Derivatives data for bitcoin weekly options indicate that the bears may have the upper hand in this expiry. While the market traders and analysts fight to find the best rationale for the 53% plunge from the $64,900 all-time highs, ExoAlpha CIO David Lifchitz is believed to have described the prevailing markets conditions perfectly when he said:
“This looks like the final flush-out after the last couple of months of an irrational bull run, shitcoin frenzy, and other antics.”
The latest correction was significantly strong that even the experienced and major bitcoin proponents flipped, including the likes of global Chief Investment Officer of investment giant Guggenheim. He went on to refer to the cryptocurrency markets as ‘tulipmania.’
Irrespective of the reason behind the latest price action, the traders that previously owned inexpensive rights to sell bitcoin at $45,000 and $46,000 are now celebrating.
It Is Not A ‘Balanced’ Situation, Avoid It
Even though the current setup appears quite balanced between call (buy) options and the neutral-to-bearish put (sell) options, BTC’s 30% plunge has shifted the balance to favor the bears in the last two weeks.
Out of the reviewed 11,872 call options, a mere 15% has been created using $44,000 and lower strikes. It means that the remaining 85% became worthless since there are less than 14 hours left for the weekly expiry.
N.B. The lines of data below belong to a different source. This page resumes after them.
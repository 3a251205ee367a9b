//! Engine tuning parameters.

use std::time::Duration;

/// Timing and pacing parameters shared by every session of a coordinator.
#[derive(Debug, Clone, PartialEq)]
pub struct EngineConfig {
    /// Speaking rate used to estimate narration length.
    pub words_per_minute: u32,
    /// Share of the estimated narration spread across a step's actions.
    pub pacing_fraction: f64,
    /// Share of the estimated narration waited before the first action.
    pub lead_fraction: f64,
    /// Upper bound on the lead delay.
    pub max_lead_delay: Duration,
    /// Bound on launching the browser.
    pub launch_timeout: Duration,
    /// Bound on a single browser action.
    pub action_timeout: Duration,
    /// Bound on synthesizing one piece of narration.
    pub narration_timeout: Duration,
    /// Bound on drafting one answer.
    pub question_timeout: Duration,
    /// Bound on releasing collaborators when a session stops.
    pub shutdown_timeout: Duration,
    /// Number of earlier exchanges sent with each question.
    pub question_history_limit: usize,
    /// Spoken before the first step after a resume. Blank disables it.
    pub resume_cue: String,
}

impl Default for EngineConfig {
    fn default() -> Self {
        Self {
            words_per_minute: 150,
            pacing_fraction: 0.8,
            lead_fraction: 0.1,
            max_lead_delay: Duration::from_secs(2),
            launch_timeout: Duration::from_secs(60),
            action_timeout: Duration::from_secs(30),
            narration_timeout: Duration::from_secs(30),
            question_timeout: Duration::from_secs(30),
            shutdown_timeout: Duration::from_secs(10),
            question_history_limit: 10,
            resume_cue: "Let's continue with the demonstration.".to_owned(),
        }
    }
}

impl EngineConfig {
    /// Estimates how long `text` takes to speak at the configured rate.
    #[must_use]
    #[allow(clippy::cast_precision_loss)]
    pub fn estimate_narration(&self, text: &str) -> Duration {
        let words = text.split_whitespace().count();
        if words == 0 || self.words_per_minute == 0 {
            return Duration::ZERO;
        }
        Duration::from_secs_f64(words as f64 * 60.0 / f64::from(self.words_per_minute))
    }

    /// Delay before the first action of a narrated step.
    #[must_use]
    pub fn lead_delay(&self, estimated: Duration) -> Duration {
        estimated
            .mul_f64(self.lead_fraction.clamp(0.0, 1.0))
            .min(self.max_lead_delay)
    }

    /// Total time spread across a narrated step's actions.
    #[must_use]
    pub fn pacing_budget(&self, estimated: Duration) -> Duration {
        estimated.mul_f64(self.pacing_fraction.clamp(0.0, 1.0))
    }
}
Thus, the 1,850 neutral-to-bullish call options that are currently found below $44,500 represent a $75 million open interest.
On the flip side, 88% of the put options have $36,000 or higher strikes. These options let the buyers sell bitcoin at a fixed price, which in most cases they are used on neutral-to-bearish strategies.
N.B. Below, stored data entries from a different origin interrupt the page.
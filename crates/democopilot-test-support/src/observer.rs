//! Test observer — records every notification a session emits.

use std::sync::Mutex;

use democopilot_core::action::ActionOutcome;
use democopilot_core::observer::SessionObserver;
use democopilot_core::progress::ProgressSnapshot;
use democopilot_core::state::SessionState;
use uuid::Uuid;

/// An observer that keeps every state change, snapshot and step result.
#[derive(Debug, Default)]
pub struct RecordingObserver {
    states: Mutex<Vec<SessionState>>,
    snapshots: Mutex<Vec<ProgressSnapshot>>,
    step_results: Mutex<Vec<(String, Vec<ActionOutcome>)>>,
    audio: Mutex<Vec<Vec<u8>>>,
}

impl RecordingObserver {
    /// Creates an empty recorder.
    #[must_use]
    pub fn new() -> Self {
        Self::default()
    }

    /// States in the order they were reported.
    ///
    /// # Panics
    ///
    /// Panics if the internal mutex is poisoned.
    pub fn states(&self) -> Vec<SessionState> {
        self.states.lock().unwrap().clone()
    }

    /// Snapshots in the order they were reported.
    ///
    /// # Panics
    ///
    /// Panics if the internal mutex is poisoned.
    pub fn snapshots(&self) -> Vec<ProgressSnapshot> {
        self.snapshots.lock().unwrap().clone()
    }

    /// Step names and outcomes in the order the steps finished.
    ///
    /// # Panics
    ///
    /// Panics if the internal mutex is poisoned.
    pub fn step_results(&self) -> Vec<(String, Vec<ActionOutcome>)> {
        self.step_results.lock().unwrap().clone()
    }

    /// Audio payloads in the order they were delivered.
    ///
    /// # Panics
    ///
    /// Panics if the internal mutex is poisoned.
    pub fn audio(&self) -> Vec<Vec<u8>> {
        self.audio.lock().unwrap().clone()
    }

    /// Names of the executed steps, in order.
    pub fn executed_steps(&self) -> Vec<String> {
        self.step_results()
            .into_iter()
            .map(|(name, _)| name)
            .collect()
    }
}

impl SessionObserver for RecordingObserver {
    fn on_state_changed(&self, _session_id: Uuid, state: SessionState) {
        self.states.lock().unwrap().push(state);
    }

    fn on_progress(&self, snapshot: &ProgressSnapshot) {
        self.snapshots.lock().unwrap().push(snapshot.clone());
    }

    fn on_step_result(&self, _session_id: Uuid, step_name: &str, outcomes: &[ActionOutcome]) {
        self.step_results
            .lock()
            .unwrap()
            .push((step_name.to_owned(), outcomes.to_vec()));
    }

    fn on_audio(&self, _session_id: Uuid, audio: &[u8]) {
        self.audio.lock().unwrap().push(audio.to_vec());
    }
}
//! Test language models — `LanguageModel` implementations for tests.

use std::sync::Mutex;
use std::time::Duration;

use async_trait::async_trait;
use democopilot_core::language_model::{LanguageModel, LanguageModelError, QuestionContext};

/// A model that returns the same raw response to every question and records
/// the questions and contexts it received.
#[derive(Debug)]
pub struct ScriptedLanguageModel {
    response: String,
    latency: Duration,
    received: Mutex<Vec<(String, QuestionContext)>>,
}

impl ScriptedLanguageModel {
    /// Returns `response` verbatim for every question.
    #[must_use]
    pub fn new(response: impl Into<String>) -> Self {
        Self {
            response: response.into(),
            latency: Duration::ZERO,
            received: Mutex::new(Vec::new()),
        }
    }

    /// Answers `{"answer": answer, "action": "continue"}`.
    #[must_use]
    pub fn answering(answer: &str) -> Self {
        Self::new(format!(r#"{{"answer": "{answer}", "action": "continue"}}"#))
    }

    /// Answers and asks for a jump to `target_step`.
    #[must_use]
    pub fn jumping_to(answer: &str, target_step: &str) -> Self {
        Self::new(format!(
            r#"{{"answer": "{answer}", "action": "jump_to_step", "target_step": "{target_step}"}}"#
        ))
    }

    /// Makes each call take `latency` before returning.
    #[must_use]
    pub fn with_latency(mut self, latency: Duration) -> Self {
        self.latency = latency;
        self
    }

    /// Returns every question received so far with its context.
    ///
    /// # Panics
    ///
    /// Panics if the internal mutex is poisoned.
    pub fn received(&self) -> Vec<(String, QuestionContext)> {
        self.received.lock().unwrap().clone()
    }
}

#[async_trait]
impl LanguageModel for ScriptedLanguageModel {
    async fn answer_question(
        &self,
        question: &str,
        context: &QuestionContext,
    ) -> Result<String, LanguageModelError> {
        self.received
            .lock()
            .unwrap()
            .push((question.to_owned(), context.clone()));
        if !self.latency.is_zero() {
            tokio::time::sleep(self.latency).await;
        }
        Ok(self.response.clone())
    }
}

/// A model that always fails. Useful for testing the fallback answer.
#[derive(Debug, Default)]
pub struct FailingLanguageModel;

#[async_trait]
impl LanguageModel for FailingLanguageModel {
    async fn answer_question(
        &self,
        _question: &str,
        _context: &QuestionContext,
    ) -> Result<String, LanguageModelError> {
        Err(LanguageModelError::Unavailable("connection refused".into()))
    }
}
Bears Might Remain Dominant Until Next Week
Unlike the futures contracts, there is not a lot of gain in rolling over a losing position to the following week. As the expiry date comes, a right to buy bitcoin at $50,000 is already worthless currently. That is the key reason why the bears’ current advantage might continue exerting some considerable pressure.
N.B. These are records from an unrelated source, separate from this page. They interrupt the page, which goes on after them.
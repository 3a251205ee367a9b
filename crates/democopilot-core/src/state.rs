//! Session lifecycle states.

use std::fmt;

use serde::{Deserialize, Serialize};

/// Lifecycle state of a demo session.
///
/// `Idle → Starting → Running ⇄ Paused`, `Running ⇄ AnsweringQuestion`,
/// `Running → Completed`, `Running | Starting → Failed`. A stop from any
/// non-terminal state returns the session to `Idle`.
#[derive(Debug, Clone, Copy, PartialEq, Eq, Hash, Serialize, Deserialize)]
#[serde(rename_all = "snake_case")]
pub enum SessionState {
    /// Created (or stopped); no step is executing.
    Idle,
    /// Collaborators are being brought up.
    Starting,
    /// Steps are being executed.
    Running,
    /// Execution is held at the next action or step boundary.
    Paused,
    /// A question is queued or being answered.
    AnsweringQuestion,
    /// The script ran to the end.
    Completed,
    /// A fatal collaborator failure halted the session.
    Failed,
}

impl SessionState {
    /// Returns `true` for states from which no further step will execute.
    #[must_use]
    pub fn is_terminal(self) -> bool {
        matches!(self, Self::Completed | Self::Failed)
    }

    /// Returns the wire name of the state.
    #[must_use]
    pub fn as_str(self) -> &'static str {
        match self {
            Self::Idle => "idle",
            Self::Starting => "starting",
            Self::Running => "running",
            Self::Paused => "paused",
            Self::AnsweringQuestion => "answering_question",
            Self::Completed => "completed",
            Self::Failed => "failed",
        }
    }
}

impl fmt::Display for SessionState {
    fn fmt(&self, f: &mut fmt::Formatter<'_>) -> fmt::Result {
        f.write_str(self.as_str())
    }
}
In general, the put options that are located at $36,000 and higher amount to $400 million in open interest. The about $325 million difference is favoring the more neutral-to-bearish options which makes it a decent advantage for the bears as the expiry hour looms.
Nevertheless, it is crucial to mention that monthly options normally handle most of the action, and May 28 will be the same with $1.95 billion open interest. While it appears premature to call it, the bears might continue to pressure the markets since there are nearly no call options at $38,000 or lower for the coming week.